Back to basics!
I am a firm believer in the importance of going back to the beginning every once in a while. When you have reached a certain level of mastery, it is often useful to go back to an earlier exercise and apply your improved technique to its execution. Many disciplines realize this is important, and include such drills as part of their preparation. Singers begin every lesson or rehearsal with vocal exercises. Instrumentalists always play their scales -- at least "run through them quickly" -- at the beginning of a practice session. And of course athletes warm up before any game or competition.
But getting back to basics involves more than rote repetition of a set of exercises, useful as that may be for limbering up the fingers or calf muscles. It requires a more mindful way of doing something that has become foundational to your practice. A way to see what you have learned, and what you need to revisit in order to understand how you do what you do and why.
Oh, now I get it!
A couple of my adult acting students, upon finishing their intermediate level class this spring, said they were thinking about enrolling in the beginning class again. They said they would now be able to really understand the value of those first lessons.
That is the dilemma for those of us who teach or coach adults. Our students and clients come to us with lots of life experience and a certain knowledge base. But they also have a reluctance to move outside well-established comfort zones -- even if they have enrolled in a class or called a consultant to help them do just that! And so they often tune out the initial training for a discipline or practice. Later on they realize the need for that beginning instruction. Some of them double-back and pick it up then. Progress is usually much faster after that.
Riding the learning curve
At various times of our lives we are so open to new things that new ways of seeing and being in the world take root almost instantly. When we are that receptive we learn faster. Other times. . . not so much. We are defensive, or we think we know it all already: Hey, if kids are such good actors, how hard can it be?

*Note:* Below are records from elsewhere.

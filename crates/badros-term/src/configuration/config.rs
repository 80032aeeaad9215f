#[cfg(test)]
#[path = "config_test.rs"]
mod tests;

use std::path;

use anyhow::bail;
use anyhow::Result;
use clap::ArgMatches;
use clap::Command;
use dashmap::DashMap;
use once_cell::sync::Lazy;
use strum::EnumIter;
use strum::EnumVariantNames;
use strum::IntoEnumIterator;
use tokio::fs;

static CONFIG: Lazy<DashMap<String, String>> = Lazy::new(DashMap::new);

#[derive(Clone, Copy, Debug, Eq, PartialEq, EnumIter, EnumVariantNames, strum::Display)]
#[strum(serialize_all = "kebab-case")]
pub enum ConfigKey {
    ConfigFile,
    EmailApiUrl,
    EmailServiceId,
    EmailTemplateId,
    EmailPublicKey,
    FallbackEmail,
    RecipientName,
    SkipBoot,
    LogLevel,
}

impl ConfigKey {
    fn is_flag(&self) -> bool {
        return *self == ConfigKey::SkipBoot;
    }
}

pub struct Config {}

impl Config {
    pub fn get(key: ConfigKey) -> String {
        if let Some(val) = CONFIG.get(&key.to_string()) {
            return val.to_string();
        }

        return "".to_string();
    }

    pub fn get_bool(key: ConfigKey) -> bool {
        return Config::get(key) == "true";
    }

    pub fn set(key: ConfigKey, value: &str) {
        CONFIG.insert(key.to_string(), value.to_string());
    }

    fn default_config_path() -> path::PathBuf {
        #[allow(unused_assignments)]
        let mut config_dir = dirs::config_dir();

        #[cfg(target_os = "macos")]
        {
            config_dir = dirs::home_dir().map(|home| home.join(".config"));
        }

        #[cfg(target_os = "linux")]
        {
            if config_dir.is_none() {
                config_dir = dirs::config_local_dir();
            }
        }

        return config_dir
            .unwrap_or_else(|| path::PathBuf::from("."))
            .join("badros/config.toml");
    }

    pub fn default(key: ConfigKey) -> String {
        let config_path = Config::default_config_path();

        let res = match key {
            ConfigKey::EmailApiUrl => "https://api.emailjs.com",
            ConfigKey::EmailServiceId => "service_badros",
            ConfigKey::EmailTemplateId => "template_contact",
            ConfigKey::EmailPublicKey => "",
            ConfigKey::FallbackEmail => "badr@badros.dev",
            ConfigKey::RecipientName => "Badr",
            ConfigKey::SkipBoot => "false",
            ConfigKey::LogLevel => "info",

            // Special
            ConfigKey::ConfigFile => return config_path.to_string_lossy().to_string(),
        };

        return res.to_string();
    }

    /// Resolves every key from its default, then the TOML file, then the
    /// command line, each layer overriding the one before.
    pub async fn load(cmd: Command, clap_arg_matches: Vec<&ArgMatches>) -> Result<()> {
        for key in ConfigKey::iter() {
            Config::set(key, &Config::default(key))
        }

        let mut config_file = Config::default(ConfigKey::ConfigFile);
        for matches in clap_arg_matches.as_slice() {
            if let Ok(Some(arg_config_file)) =
                matches.try_get_one::<String>(&ConfigKey::ConfigFile.to_string())
            {
                config_file = arg_config_file.to_string();
            }
        }

        let config_path = path::PathBuf::from(config_file);
        if config_path.exists() {
            let toml_str = fs::read_to_string(&config_path).await?;
            let doc = toml_str.parse::<toml_edit::Document>()?;

            for key in ConfigKey::iter() {
                let Some(val) = doc.get(&key.to_string()) else {
                    continue;
                };

                // Use clap value parsers to do validation.
                let mut possible_values = vec![];
                if let Some(arg) = cmd
                    .get_arguments()
                    .find(|e| return e.get_long() == Some(key.to_string().as_str()))
                {
                    possible_values = arg
                        .get_possible_values()
                        .iter()
                        .map(|e| return e.get_name().to_string())
                        .collect::<Vec<String>>();
                }

                if let Some(val_bool) = val.as_bool() {
                    Config::set(key, &val_bool.to_string());
                } else if let Some(val_int) = val.as_integer() {
                    Config::set(key, &val_int.to_string());
                } else if let Some(val_str) = val.as_str() {
                    if val_str.is_empty() {
                        continue;
                    }
                    if !possible_values.is_empty()
                        && !possible_values.contains(&val_str.to_string())
                    {
                        bail!(format!("config.toml has an invalid value for key '{key}': {val_str}\nPossible values are: {}", possible_values.join(", ")));
                    }
                    Config::set(key, val_str);
                }
            }
        }

        for key in ConfigKey::iter() {
            for matches in clap_arg_matches.as_slice() {
                if key.is_flag() {
                    if let Ok(Some(true)) = matches.try_get_one::<bool>(&key.to_string()) {
                        Config::set(key, "true");
                    }
                    continue;
                }

                if let Ok(Some(val)) = matches.try_get_one::<String>(&key.to_string()) {
                    if val.is_empty() {
                        continue;
                    }
                    Config::set(key, val)
                }
            }
        }

        tracing::debug!(
            config_file = %config_path.display(),
            email_api_url = Config::get(ConfigKey::EmailApiUrl),
            recipient_name = Config::get(ConfigKey::RecipientName),
            skip_boot = Config::get(ConfigKey::SkipBoot),
            "config"
        );

        return Ok(());
    }

    pub fn serialize_default(cmd: Command) -> String {
        let toml_str = ConfigKey::iter()
            .filter_map(|key| {
                if key == ConfigKey::ConfigFile {
                    return None;
                }

                let arg = cmd
                    .get_arguments()
                    .find(|e| return e.get_long() == Some(key.to_string().as_str()))?;

                let mut description = arg
                    .get_help()
                    .map(|help| return help.to_string())
                    .unwrap_or_default();

                description = description
                    .split("[default:")
                    .next()
                    .unwrap_or_default()
                    .trim()
                    .to_string();

                if !arg.get_possible_values().is_empty() && !key.is_flag() {
                    let possible_values = arg
                        .get_possible_values()
                        .iter()
                        .map(|e| return e.get_name())
                        .collect::<Vec<_>>()
                        .join(", ");
                    description = format!("{description} [possible values: {}]", possible_values);
                }

                let mut val = Config::default(key);
                if val.is_empty() {
                    val = format!("# {key} = \"\"");
                } else if val.parse::<i32>().is_ok() || val.parse::<bool>().is_ok() {
                    val = format!("{key} = {val}");
                } else {
                    val = format!("{key} = \"{val}\"");
                }

                return Some(format!("# {description}\n{val}"));
            })
            .collect::<Vec<String>>()
            .join("\n\n");

        return toml_str;
    }
}
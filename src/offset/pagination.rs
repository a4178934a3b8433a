use std::{
    fmt::Debug,
    hash::Hash,
    sync::{Arc, Mutex},
};

use async_trait::async_trait;
use tracing::{debug, warn};

use super::OffsetFetcher;
use crate::{
    state::{lock, Gate, LoadingGuard, Ticket},
    trigger::{ContinuationTrigger, Sentinel},
    ApiResponse, KeyedList, LoadOutcome, OffsetPage, OffsetRequest, Paginate, PaginationParams,
    Result,
};

/// A consistent copy of an offset engine's state.
#[derive(Debug, Clone, PartialEq)]
pub struct OffsetSnapshot<T> {
    pub items: Vec<T>,
    pub is_loading: bool,
    pub has_more: bool,
    pub page: u32,
    pub total_elements: u64,
    pub total_pages: u32,
    pub has_previous: bool,
}

struct OffsetState<T> {
    gate: Gate,
    items: KeyedList<T>,
    page: u32,
    total_elements: u64,
    total_pages: u32,
    has_previous: bool,
}

impl<T> Default for OffsetState<T> {
    fn default() -> Self {
        Self {
            gate: Gate::default(),
            items: KeyedList::new(),
            page: 0,
            total_elements: 0,
            total_pages: 0,
            has_previous: false,
        }
    }
}

impl<T> AsMut<Gate> for OffsetState<T> {
    fn as_mut(&mut self) -> &mut Gate {
        &mut self.gate
    }
}

impl<T> OffsetState<T> {
    /// Writes the page metadata and returns the content.
    fn apply_meta(&mut self, page: OffsetPage<T>) -> Vec<T> {
        self.total_elements = page.total_elements;
        self.total_pages = page.total_pages;
        self.has_previous = page.has_previous;
        self.gate.set_has_more(page.has_next);

        page.content
    }

    fn reset(&mut self) {
        self.items.clear();
        self.page = 0;
        self.total_elements = 0;
        self.total_pages = 0;
        self.has_previous = false;
        self.gate.reset();
    }
}

/// Restores the page index of a continuation load when dropped armed.
///
/// Dropped after a failure or with an abandoned load future, so the next
/// load asks for the same page again. A reset in between turns the rollback
/// into a no-op.
struct PageRollback<'a, T> {
    state: &'a Mutex<OffsetState<T>>,
    ticket: Ticket,
    requested: u32,
    armed: bool,
}

impl<'a, T> PageRollback<'a, T> {
    fn new(state: &'a Mutex<OffsetState<T>>, ticket: Ticket, requested: u32) -> Self {
        Self {
            state,
            ticket,
            requested,
            armed: true,
        }
    }

    fn disarm(&mut self) {
        self.armed = false;
    }
}

impl<T> Drop for PageRollback<'_, T> {
    fn drop(&mut self) {
        if !self.armed {
            return;
        }

        let mut state = lock(self.state);
        if state.gate.is_current(self.ticket) {
            state.page = self.requested;
        }
    }
}

struct Inner<T, F> {
    params: PaginationParams,
    fetcher: F,
    state: Mutex<OffsetState<T>>,
}

/// Paged list driven by a zero-based page index.
///
/// [`Paginate::load`] requests the next page and advances the index
/// optimistically; a failed request rolls the index back so a retry asks for
/// the same page. [`OffsetPagination::go_to_page`] serves jump-to-page
/// navigation and always replaces the list.
///
/// Clones share the same list.
pub struct OffsetPagination<T, F> {
    inner: Arc<Inner<T, F>>,
}

impl<T, F> Clone for OffsetPagination<T, F> {
    fn clone(&self) -> Self {
        Self {
            inner: self.inner.clone(),
        }
    }
}

// Constructors
impl<T, F> OffsetPagination<T, F>
where
    F: OffsetFetcher<T>,
{
    pub fn new(fetcher: F) -> Self {
        Self::with_params(fetcher, PaginationParams::default())
    }

    pub fn with_params(fetcher: F, params: impl Into<PaginationParams>) -> Self {
        Self {
            inner: Arc::new(Inner {
                params: params.into(),
                fetcher,
                state: Mutex::new(OffsetState::default()),
            }),
        }
    }
}

// Loading
impl<T, F> OffsetPagination<T, F>
where
    F: OffsetFetcher<T>,
{
    async fn fetch_page(&self, request: OffsetRequest) -> Result<OffsetPage<T>> {
        debug!(
            "Loading offset page: page={}, size={}",
            request.page, request.size
        );

        let response = self
            .inner
            .fetcher
            .fetch(request)
            .await
            .and_then(ApiResponse::into_result);

        if let Err(err) = &response {
            warn!("Offset page fetch failed: {err}");
        }

        response
    }

    /// Admits a continuation load and advances the page index, returning the
    /// index to request.
    ///
    /// A list whose index cannot advance any further counts as exhausted.
    fn begin_next(&self) -> Option<(Ticket, u32)> {
        let mut state = lock(&self.inner.state);

        let Some(next) = state.page.checked_add(1) else {
            debug!("Offset page index exhausted at page {}", state.page);
            state.gate.set_has_more(false);
            return None;
        };

        let ticket = state.gate.try_begin()?;
        let current = std::mem::replace(&mut state.page, next);

        Some((ticket, current))
    }

    fn complete_next(
        &self,
        rollback: &mut PageRollback<'_, T>,
        response: Result<OffsetPage<T>>,
    ) -> Result<LoadOutcome> {
        let requested = rollback.requested;
        let page = response?;

        let mut state = lock(&self.inner.state);

        if !state.gate.is_current(rollback.ticket) {
            debug!("Discarding offset page {requested} fetched before reset");
            return Ok(LoadOutcome::Discarded);
        }

        rollback.disarm();

        let content = state.apply_meta(page);
        let received = content.len();

        if self.inner.params.infinite_scroll {
            state.items.extend(content);
        } else {
            state.items.replace(content);
        }

        Ok(LoadOutcome::Loaded { received })
    }

    /// Fetches `target_page` and replaces the list with its content.
    ///
    /// Runs even when the list is exhausted, but is skipped while another
    /// fetch is in flight. On success the page index is set to `target_page`.
    ///
    /// # Errors
    ///
    /// Propagates the fetcher's failure, leaving the state untouched.
    pub async fn go_to_page(&self, target_page: u32) -> Result<LoadOutcome> {
        let Some(ticket) = lock(&self.inner.state).gate.try_begin_any() else {
            return Ok(LoadOutcome::Skipped);
        };

        let _loading = LoadingGuard::new(&self.inner.state);

        let request = OffsetRequest::new(target_page, self.inner.params.size);
        let page = self.fetch_page(request).await?;

        let mut state = lock(&self.inner.state);

        if !state.gate.is_current(ticket) {
            debug!("Discarding jump to page {target_page} fetched before reset");
            return Ok(LoadOutcome::Discarded);
        }

        let content = state.apply_meta(page);
        let received = content.len();

        state.items.replace(content);
        state.page = target_page;

        Ok(LoadOutcome::Loaded { received })
    }
}

#[async_trait]
impl<T, F> Paginate for OffsetPagination<T, F>
where
    T: Send + 'static,
    F: OffsetFetcher<T> + 'static,
{
    async fn load(&self) -> Result<LoadOutcome> {
        let Some((ticket, requested)) = self.begin_next() else {
            return Ok(LoadOutcome::Skipped);
        };

        let _loading = LoadingGuard::new(&self.inner.state);
        let mut rollback = PageRollback::new(&self.inner.state, ticket, requested);

        let response = self
            .fetch_page(OffsetRequest::new(requested, self.inner.params.size))
            .await;

        self.complete_next(&mut rollback, response)
    }

    fn reset(&self) {
        lock(&self.inner.state).reset();
    }

    fn is_loading(&self) -> bool {
        lock(&self.inner.state).gate.is_loading()
    }

    fn has_more(&self) -> bool {
        lock(&self.inner.state).gate.has_more()
    }
}

// Accessors
impl<T, F> OffsetPagination<T, F> {
    pub fn params(&self) -> &PaginationParams {
        &self.inner.params
    }

    /// Index of the next page a continuation load will request.
    pub fn page(&self) -> u32 {
        lock(&self.inner.state).page
    }

    pub fn total_elements(&self) -> u64 {
        lock(&self.inner.state).total_elements
    }

    pub fn total_pages(&self) -> u32 {
        lock(&self.inner.state).total_pages
    }

    pub fn has_previous(&self) -> bool {
        lock(&self.inner.state).has_previous
    }

    pub fn len(&self) -> usize {
        lock(&self.inner.state).items.len()
    }

    pub fn is_empty(&self) -> bool {
        lock(&self.inner.state).items.is_empty()
    }

    pub fn with_items<R>(&self, f: impl FnOnce(&[T]) -> R) -> R {
        f(&lock(&self.inner.state).items)
    }

    pub fn items(&self) -> Vec<T>
    where
        T: Clone,
    {
        lock(&self.inner.state).items.to_vec()
    }

    pub fn snapshot(&self) -> OffsetSnapshot<T>
    where
        T: Clone,
    {
        let state = lock(&self.inner.state);

        OffsetSnapshot {
            items: state.items.to_vec(),
            is_loading: state.gate.is_loading(),
            has_more: state.gate.has_more(),
            page: state.page,
            total_elements: state.total_elements,
            total_pages: state.total_pages,
            has_previous: state.has_previous,
        }
    }
}

// List mutations
impl<T, F> OffsetPagination<T, F> {
    pub fn prepend(&self, item: T) {
        lock(&self.inner.state).items.prepend(item);
    }

    pub fn append(&self, item: T) {
        lock(&self.inner.state).items.append(item);
    }

    pub fn merge<K>(&self, new_items: impl IntoIterator<Item = T>, key_fn: impl Fn(&T) -> K) -> usize
    where
        K: Eq + Hash,
    {
        lock(&self.inner.state).items.merge(new_items, key_fn)
    }

    pub fn insert_after<K>(&self, item: T, target_key: &K, key_fn: impl Fn(&T) -> K)
    where
        K: PartialEq,
    {
        lock(&self.inner.state)
            .items
            .insert_after(item, target_key, key_fn);
    }

    pub fn insert_after_group<K>(
        &self,
        item: T,
        target_key: &K,
        key_fn: impl Fn(&T) -> K,
        is_group_end: impl Fn(&T) -> bool,
    ) where
        K: PartialEq,
    {
        lock(&self.inner.state)
            .items
            .insert_after_group(item, target_key, key_fn, is_group_end);
    }

    pub fn remove<K>(&self, target_key: &K, key_fn: impl Fn(&T) -> K) -> Option<T>
    where
        K: PartialEq,
    {
        lock(&self.inner.state).items.remove(target_key, key_fn)
    }

    pub fn update<K>(&self, target_key: &K, key_fn: impl Fn(&T) -> K, updater: impl FnOnce(T) -> T) -> bool
    where
        K: PartialEq,
    {
        lock(&self.inner.state)
            .items
            .update(target_key, key_fn, updater)
    }
}

// Continuation
impl<T, F> OffsetPagination<T, F>
where
    T: Send + 'static,
    F: OffsetFetcher<T> + 'static,
{
    /// Wires the continuation trigger at mount time.
    ///
    /// The trigger observes `target` if one is present now and infinite
    /// scroll is enabled; later target changes are not followed. Dropping the
    /// returned trigger on unmount stops the observation.
    pub fn mount(&self, target: Option<&Sentinel>) -> ContinuationTrigger<Self> {
        let mut trigger = ContinuationTrigger::new(self.clone(), &self.inner.params);

        if let Some(target) = target {
            trigger.arm(target);
        }

        trigger
    }
}

impl<T, F> Debug for OffsetPagination<T, F> {
    fn fmt(&self, f: &mut std::fmt::Formatter<'_>) -> std::fmt::Result {
        let state = lock(&self.inner.state);

        f.debug_struct("OffsetPagination")
            .field("params", &self.inner.params)
            .field("len", &state.items.len())
            .field("is_loading", &state.gate.is_loading())
            .field("has_more", &state.gate.has_more())
            .field("page", &state.page)
            .finish()
    }
}

// region:    --- Tests


// endregion: --- Tests
//! Wire types exchanged with the fetcher collaborator.
//!
//! The backend wraps every payload in a success/failure envelope. The envelope
//! is decoded and validated once, here, into [`ApiResponse`]; page payloads
//! default their optional fields so the engines never have to re-check them.

use serde::{de::DeserializeOwned, Deserialize, Deserializer, Serialize};

use crate::{Error, Result};

// region:    --- Envelope

/// Normalized response envelope returned by every fetcher.
#[derive(Debug, Clone, PartialEq)]
pub enum ApiResponse<T> {
    Success {
        data: T,
        message: Option<String>,
    },
    Failure {
        error: String,
        error_code: Option<String>,
    },
}

impl<T> ApiResponse<T> {
    pub fn success(data: T) -> Self {
        Self::Success {
            data,
            message: None,
        }
    }

    pub fn failure(error: impl Into<String>, error_code: Option<&str>) -> Self {
        Self::Failure {
            error: error.into(),
            error_code: error_code.map(str::to_string),
        }
    }

    pub fn is_success(&self) -> bool {
        matches!(self, Self::Success { .. })
    }

    /// Converts the envelope into its payload, turning the failure variant
    /// into [`Error::Server`].
    pub fn into_result(self) -> Result<T> {
        match self {
            Self::Success { data, .. } => Ok(data),
            Self::Failure { error, error_code } => Err(Error::Server { error, error_code }),
        }
    }
}

impl<T> ApiResponse<T>
where
    T: DeserializeOwned,
{
    pub fn from_json(body: &str) -> Result<Self> {
        Ok(serde_json::from_str(body)?)
    }
}

#[derive(Deserialize)]
#[serde(rename_all = "camelCase")]
struct RawEnvelope<T> {
    success: bool,
    data: Option<T>,
    message: Option<String>,
    error: Option<String>,
    error_code: Option<String>,
}

impl<'de, T> Deserialize<'de> for ApiResponse<T>
where
    T: Deserialize<'de>,
{
    fn deserialize<D>(deserializer: D) -> std::result::Result<Self, D::Error>
    where
        D: Deserializer<'de>,
    {
        let raw = RawEnvelope::<T>::deserialize(deserializer)?;

        match (raw.success, raw.data) {
            (true, Some(data)) => Ok(Self::Success {
                data,
                message: raw.message,
            }),
            (true, None) => Err(serde::de::Error::missing_field("data")),
            (false, _) => Ok(Self::Failure {
                error: raw.error.unwrap_or_default(),
                error_code: raw.error_code,
            }),
        }
    }
}

// endregion: --- Envelope

// region:    --- Cursor

/// Opaque position token issued by the server.
///
/// Usually the identifier of the last record seen, but string tokens are
/// accepted as well.
#[derive(Debug, Clone, PartialEq, Eq, Hash, Serialize, Deserialize)]
#[serde(untagged)]
pub enum Cursor {
    Id(i64),
    Token(String),
}

impl From<i64> for Cursor {
    fn from(value: i64) -> Self {
        Self::Id(value)
    }
}

impl From<&str> for Cursor {
    fn from(value: &str) -> Self {
        Self::Token(value.to_string())
    }
}

#[derive(Debug, Clone, PartialEq, Eq, Serialize)]
#[serde(rename_all = "camelCase")]
pub struct CursorRequest {
    pub size: u32,
    #[serde(skip_serializing_if = "Option::is_none")]
    pub cursor: Option<Cursor>,
}

#[derive(Debug, Clone, PartialEq, Serialize, Deserialize)]
#[serde(rename_all = "camelCase")]
pub struct CursorPage<T> {
    #[serde(default)]
    pub content: Vec<T>,
    #[serde(default)]
    pub next_cursor: Option<Cursor>,
    #[serde(default)]
    pub has_next: bool,
    #[serde(default)]
    pub size: u32,
}

// endregion: --- Cursor

// region:    --- Offset

/// Request for one numbered page.
///
/// `offset` and `limit` are part of the wire shape but the server honours
/// `page`/`size`; they are always sent as zero.
#[derive(Debug, Clone, PartialEq, Eq, Serialize)]
#[serde(rename_all = "camelCase")]
pub struct OffsetRequest {
    pub page: u32,
    pub size: u32,
    pub offset: u32,
    pub limit: u32,
}

impl OffsetRequest {
    pub fn new(page: u32, size: u32) -> Self {
        Self {
            page,
            size,
            offset: 0,
            limit: 0,
        }
    }
}

#[derive(Debug, Clone, PartialEq, Serialize, Deserialize)]
#[serde(rename_all = "camelCase")]
pub struct OffsetPage<T> {
    #[serde(default)]
    pub content: Vec<T>,
    #[serde(default)]
    pub page: u32,
    #[serde(default)]
    pub size: u32,
    #[serde(default)]
    pub total_elements: u64,
    #[serde(default)]
    pub total_pages: u32,
    #[serde(default)]
    pub has_next: bool,
    #[serde(default)]
    pub has_previous: bool,
}

// endregion: --- Offset

// region:    --- Tests


// endregion: --- Tests
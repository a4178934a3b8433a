use std::sync::Arc;

use infiniscroll::{
    cursor::CursorPagination, trigger::Sentinel, ApiResponse, Cursor, CursorPage, CursorRequest,
    Paginate, PaginationParams,
};
use serde::{Deserialize, Serialize};

pub type Result<T> = core::result::Result<T, Error>;
pub type Error = Box<dyn std::error::Error>; // For early dev.

// region:    --- Model Definition

#[derive(Debug, Clone, Serialize, Deserialize)]
pub struct Post {
    id: i64,
    title: String,
}

// endregion: --- Model Definition

// region:    --- Fake Backend

/// Serves posts newest first, `size` at a time, the way the feed endpoint does.
fn backend(posts: Arc<Vec<Post>>) -> impl Fn(CursorRequest) -> futures::future::Ready<infiniscroll::Result<ApiResponse<CursorPage<Post>>>> {
    move |request: CursorRequest| {
        let start = match request.cursor {
            Some(Cursor::Id(last_seen)) => posts.iter().position(|p| p.id == last_seen).map_or(0, |i| i + 1),
            _ => 0,
        };
        let end = (start + request.size as usize).min(posts.len());
        let content = posts[start..end].to_vec();

        futures::future::ready(Ok(ApiResponse::success(CursorPage {
            next_cursor: content.last().map(|p| Cursor::Id(p.id)),
            has_next: end < posts.len(),
            size: request.size,
            content,
        })))
    }
}

// endregion: --- Fake Backend

#[tokio::main(flavor = "current_thread")]
async fn main() -> Result<()> {
    // -- Init feed
    let posts: Vec<Post> = (1..=7)
        .rev()
        .map(|id| Post {
            id,
            title: format!("Post #{id}"),
        })
        .collect();

    let params = PaginationParams::default().with_size(3);
    let feed = CursorPagination::with_params(backend(Arc::new(posts)), params);

    // -- Manual loads
    feed.load().await?;
    println!("First page: {:?}", feed.items().iter().map(|p| p.id).collect::<Vec<_>>());

    // -- Infinite scroll
    let sentinel = Sentinel::new();
    let mut trigger = feed.continuation();
    trigger.set_target(Some(&sentinel));

    while feed.has_more() {
        // Sentinel scrolls into view, then out again once the page renders.
        sentinel.report(1.0);
        tokio::task::yield_now().await;
        tokio::task::yield_now().await;
        sentinel.report(0.0);
        tokio::task::yield_now().await;
    }

    println!("All posts: {:?}", feed.items().iter().map(|p| p.id).collect::<Vec<_>>());

    // -- Local mutations
    feed.prepend(Post {
        id: 8,
        title: "Just posted".into(),
    });
    feed.remove(&3, |p| p.id);
    println!("After edits: {:?}", feed.items().iter().map(|p| p.id).collect::<Vec<_>>());

    Ok(())
}
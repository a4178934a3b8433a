use serde::{Deserialize, Deserializer};

impl Default for PaginationParams {
    fn default() -> Self {
        Self {
            size: 20,
            infinite_scroll: true,
            threshold: 0.1,
        }
    }
}

/// Parameters shared by both pagination engines.
///
/// - `size`: number of items requested per page.
/// - `infinite_scroll`: accumulate pages into one list and arm the
///   continuation trigger. When disabled every load replaces the list.
/// - `threshold`: visible fraction of the sentinel that counts as
///   "reached the end", in `[0.0, 1.0]`.
#[derive(Debug, Clone, PartialEq, Deserialize)]
#[serde(default, rename_all = "camelCase")]
pub struct PaginationParams {
    pub size: u32,
    pub infinite_scroll: bool,
    #[serde(deserialize_with = "deserialize_threshold")]
    pub threshold: f32,
}

impl PaginationParams {
    pub fn with_size(mut self, size: u32) -> Self {
        self.size = size;
        self
    }

    pub fn with_infinite_scroll(mut self, infinite_scroll: bool) -> Self {
        self.infinite_scroll = infinite_scroll;
        self
    }

    pub fn with_threshold(mut self, threshold: f32) -> Self {
        self.threshold = clamp_threshold(threshold);
        self
    }
}

/// Maps a threshold into `[0.0, 1.0]`; NaN becomes `0.0`.
pub(crate) fn clamp_threshold(threshold: f32) -> f32 {
    if threshold.is_nan() {
        0.0
    } else {
        threshold.clamp(0.0, 1.0)
    }
}

fn deserialize_threshold<'de, D>(deserializer: D) -> Result<f32, D::Error>
where
    D: Deserializer<'de>,
{
    f32::deserialize(deserializer).map(clamp_threshold)
}

impl From<&PaginationParams> for PaginationParams {
    fn from(value: &PaginationParams) -> Self {
        value.clone()
    }
}

// region:    --- Tests


// endregion: --- Tests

We can rediscover our creative receptivity by returning to a more elementary form of what we are currently doing. Playing a song from the Notebook for Anna Magdalena Bach. Taking a batting clinic to analyze the swing. Singing that uncomplicated tune that sounds so pure and simple -- and is so hard to do without relying on tricks or "style."
It sometimes takes courage to get back to basics, embrace the fundamentals, and find out what is really foundational to your current practice or level of skill. But it is well worth it.
Tips you can use! It's OK to say "I don't know"
In the information age you can't be expected to know everything at any given second. If you make something up, chances are someone else in the room will have Googled the real answer by the time you've finished.
Don't stick your neck out
Tip your chin down to avoid showing off that unsightly expanse of flesh when you video chat. You may decide you don't need that chin implant after all. And your voice will sound less strained.
Wear sunblock
Always, but especially in the summer. Just running around between appointments exposes your skin to lots of harmful rays. To keep those pesky wrinkles at bay, at least use a good facial moisturizer with SPF 30. And reapply!